On Friday Ban Ki Moon, the Secretary-General of the UN, announced that Than Shwe, Burma’s Senior General, had agreed to admit foreign aid workers of all nationalities – a promise that met with surprise and scepticism from aid workers and diplomats.
That undertaking was repeated yesterday by General Thein Sein, the Burmese Prime Minister. Most long-term observers of Burma find it difficult to believe that the regime has executed a U-turn, given its bad faith over the years.
Over the weekend the Government held the second part of a widely derided referendum on a new constitution that is intended to introduce a militarised form of democratic rule in 2010. In the first round of the referendum, in areas unaffected by the cyclone, the Government claimed an unbelievable turnout of 99 per cent and a yes vote of 92.4 per cent.

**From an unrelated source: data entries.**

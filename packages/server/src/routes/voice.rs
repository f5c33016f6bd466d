//! Recording upload and standalone voice cloning.

use std::path::PathBuf;

use axum::Json;
use axum::extract::rejection::JsonRejection;
use axum::extract::{Multipart, State};
use podcast_domain::{SessionId, SpeakerSlot};
use podcast_studio::storage::recording_name;
use podcast_studio::{SpeechProvider, StudioError};
use serde::{Deserialize, Serialize};
use tracing::info;

use crate::error::{ApiError, Result};
use crate::routes::form::FormData;
use crate::state::AppState;

#[derive(Debug, Serialize)]
pub struct UploadAudioResponse {
    pub success: bool,
    pub filepath: String,
    pub filename: String,
}

/// `POST /api/upload_audio`: store a browser recording for later cloning.
pub async fn upload_audio<P: SpeechProvider>(
    State(state): State<AppState<P>>,
    multipart: Multipart,
) -> Result<Json<UploadAudioResponse>> {
    let form = FormData::collect(multipart).await?;
    let audio = form
        .file("audio")
        .ok_or_else(|| ApiError::InvalidRequest("No audio file provided".to_string()))?;

    let session = match form.text("session_id") {
        id if id.is_empty() => SessionId::generate().to_string(),
        id => id,
    };
    let speaker = match form.text("speaker") {
        s if s.is_empty() => "unknown".to_string(),
        s => s,
    };
    let filename = recording_name(&session, &speaker, chrono::Utc::now().timestamp())
        .ok_or_else(|| ApiError::InvalidRequest("Invalid session or speaker name".to_string()))?;

    let path = state.studio.storage().save_upload(&filename, &audio.data).await?;
    info!(file = %filename, bytes = audio.data.len(), "recording uploaded");

    Ok(Json(UploadAudioResponse {
        success: true,
        filepath: path.display().to_string(),
        filename,
    }))
}

#[derive(Debug, Deserialize)]
pub struct CloneVoiceRequest {
    pub filepath: Option<PathBuf>,
    #[serde(default)]
    pub speaker: Option<String>,
    #[serde(default)]
    pub api_key: Option<String>,
}

#[derive(Debug, Serialize)]
pub struct CloneVoiceResponse {
    pub success: bool,
    pub voice_id: String,
    pub upload_trace_id: Option<String>,
    pub clone_trace_id: Option<String>,
}

/// `POST /api/clone-voice`: clone a voice from a file in the upload directory.
pub async fn clone_voice<P: SpeechProvider>(
    State(state): State<AppState<P>>,
    body: std::result::Result<Json<CloneVoiceRequest>, JsonRejection>,
) -> Result<Json<CloneVoiceResponse>> {
    let Json(request) =
        body.map_err(|e| ApiError::InvalidRequest(format!("Invalid request body: {e}")))?;

    let filepath = request
        .filepath
        .filter(|p| !p.as_os_str().is_empty())
        .ok_or(StudioError::AudioFileMissing)?;
    // Anything that does not name speaker1 clones for speaker2
    let slot = request
        .speaker
        .as_deref()
        .and_then(|raw| raw.parse::<SpeakerSlot>().ok())
        .unwrap_or(SpeakerSlot::Speaker2);

    let cloned = state
        .studio
        .clone_voice(&filepath, slot, request.api_key.as_deref())
        .await?;

    Ok(Json(CloneVoiceResponse {
        success: true,
        voice_id: cloned.voice_id.to_string(),
        upload_trace_id: cloned.upload_trace_id,
        clone_trace_id: cloned.clone_trace_id,
    }))
}
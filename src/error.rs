//! Error types for connection string parsing.

use thiserror::Error;

/// Errors that can occur when parsing a connection string.
///
/// The rejected text is kept in `input` for programmatic inspection but is
/// not part of the `Display` output, since it may carry a password.
#[derive(Debug, Clone, PartialEq, Eq, Error)]
#[error("failed to parse connection string: {kind}")]
pub struct ParseError {
    /// The input that failed to parse
    pub input: String,
    /// The specific error that occurred
    pub kind: ParseErrorKind,
}

/// Specific parsing error types.
#[derive(Debug, Clone, PartialEq, Eq, Error)]
pub enum ParseErrorKind {
    /// Missing or invalid scheme (expected "mongodb://")
    #[error("{}", scheme_message(.found.as_deref()))]
    MalformedScheme {
        /// The scheme that was found, if any
        found: Option<String>,
    },
    /// A userinfo segment ending in '@' has no ':' separator
    #[error("credentials must be of the form 'username:password@'")]
    MalformedCredentials,
    /// No host token could be extracted
    #[error("connection string names no hosts")]
    EmptyHostList,
    /// A host token could not be parsed
    #[error("invalid host: {reason}")]
    MalformedHost {
        /// The rejected host token; left out of `Display`
        host: String,
        /// Reason for invalidity
        reason: &'static str,
    },
    /// An option segment is not a `key=value` pair
    #[error("option '{segment}' is not a 'key=value' pair")]
    MalformedOption {
        /// The rejected option segment
        segment: String,
    },
}

fn scheme_message(found: Option<&str>) -> String {
    match found {
        Some(s) => format!("expected scheme 'mongodb://', found '{s}'"),
        None => "missing scheme; connection string must start with 'mongodb://'".to_string(),
    }
}

impl ParseErrorKind {
    /// Attaches the rejected input to this error kind.
    #[must_use]
    pub fn with_input(self, input: &str) -> ParseError {
        ParseError {
            input: input.to_string(),
            kind: self,
        }
    }
}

Postponed voting was held on Saturday in the cyclone-stricken Rangoon and Irrawaddy divisions. Several polling stations appeared almost deserted, and there were consistent reports of impropriety, including local officials soliciting advanced votes from voters at their homes – but whatever the outcome in the cyclone areas, it cannot alter the overall result.
This week is also the fifth anniversary of the house arrest of Aung San Suu Kyi, the Nobel Peace Prize winner, whose victory in democratic elections in 1990 has never been recognised by the military government. Under Burmese law five years is the maximum period of house arrest – but the Government is expected either to find a new pretext for a fresh period of detention or to ignore its own laws altogether.
The anniversary would normally be an occasion for renewed international statements in support of her by Western governments. The cabinet ministers and senior officials at yesterday’s meeting were silent on the matter out of fear that denunciations of the regime would jeopardise fragile hopes for increased access to the cyclone victims.
Burma has said that relief and reconstruction in the Irrawaddy delta will cost $10.7 billion (£5.4 billion). A Burmese minister presented a detailed account of the losses inflicted by the cyclone, including 1,614,502 chickens, 665,271 ducks, 68,092 pigs, 56,163 cows, 117,125 buffalo and 7,166 sheep or goats, 35,051 acres of fish ponds and 1.007 million eggs.
“For those groups who are interested in rehabilitation and reconstruction, my Government is ready to accept them, in accordance with our priorities and the extent of work that needs to be done,” General Thein Sein said.
“We would warmly welcome any assistance and aid which are provided with genuine goodwill from any country or organisation, provided that there are no strings attached.”
Ban Ki Moon and representatives of the Association of SouthEast Asian Nations, which co-hosted the conference with the UN, warned against “politicisation” of cyclone aid.